● Problem requirements
In the data below, find each line containing the string "rows" and return it.

● Extracted data

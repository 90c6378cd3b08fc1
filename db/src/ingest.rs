//! Storage writer: persists verses into their per-book tables.

use std::collections::HashSet;

use diesel::prelude::*;
use diesel::sql_query;
use diesel::sql_types::{Integer, Text};
use log::{debug, info};

use crate::models::SourceVerse;
use crate::schema;
use crate::table_name::TableName;
use crate::{write_lock, DbConnection, DbError};

/// Inserts `records` in order, creating each book's table the first time
/// the book is seen.
///
/// This is not transactional. The first failure stops the batch and is
/// returned; rows inserted before it stay in the store. The store's write
/// lock is held for the whole call. Returns the number of rows inserted.
pub fn ingest(records: &[SourceVerse], conn: &mut DbConnection) -> Result<usize, DbError> {
    let _guard = write_lock();
    let mut ensured: HashSet<TableName> = HashSet::new();

    for record in records {
        let book = record.book_name().ok_or(DbError::UnknownBook {
            ordinal: record.book,
        })?;
        let table = TableName::for_book(book)?;

        if !ensured.contains(&table) {
            ensure_table(&table, conn)?;
            ensured.insert(table.clone());
        }

        insert_verse(&table, record, conn)?;
    }

    info!(
        "Ingested {} verses into {} book tables",
        records.len(),
        ensured.len()
    );
    Ok(records.len())
}

/// Creates the table unless it is already present.
fn ensure_table(table: &TableName, conn: &mut DbConnection) -> Result<(), DbError> {
    let exists = schema::table_exists(conn, table).map_err(|e| schema_error(table, e))?;
    if exists {
        debug!("Book {} exists", table);
        return Ok(());
    }

    info!("Creating book table {}", table);
    let query = schema::create_table(table);
    debug!("Executing query: {} with args: []", query);

    sql_query(query)
        .execute(conn)
        .map(|_| ())
        .map_err(|e| schema_error(table, e))
}

fn insert_verse(
    table: &TableName,
    v: &SourceVerse,
    conn: &mut DbConnection,
) -> Result<(), DbError> {
    let query = schema::insert_verse(table);
    debug!(
        "Executing query: {} with args: [{}, {}, {}, {:?}, {:?}]",
        query, v.pk, v.chapter, v.verse, v.text, v.comment
    );

    sql_query(query)
        .bind::<Integer, _>(v.pk)
        .bind::<Integer, _>(v.chapter)
        .bind::<Integer, _>(v.verse)
        .bind::<Text, _>(&v.text)
        .bind::<Text, _>(&v.comment)
        .execute(conn)
        .map(|_| ())
        .map_err(|e| schema_error(table, e))
}

fn schema_error(table: &TableName, e: diesel::result::Error) -> DbError {
    DbError::Schema {
        table: table.to_string(),
        cause: e.to_string(),
    }
}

● Exercise answer
/// returned; rows inserted before it stay in the store. The store's write
/// lock is held for the whole call. Returns the number of rows inserted.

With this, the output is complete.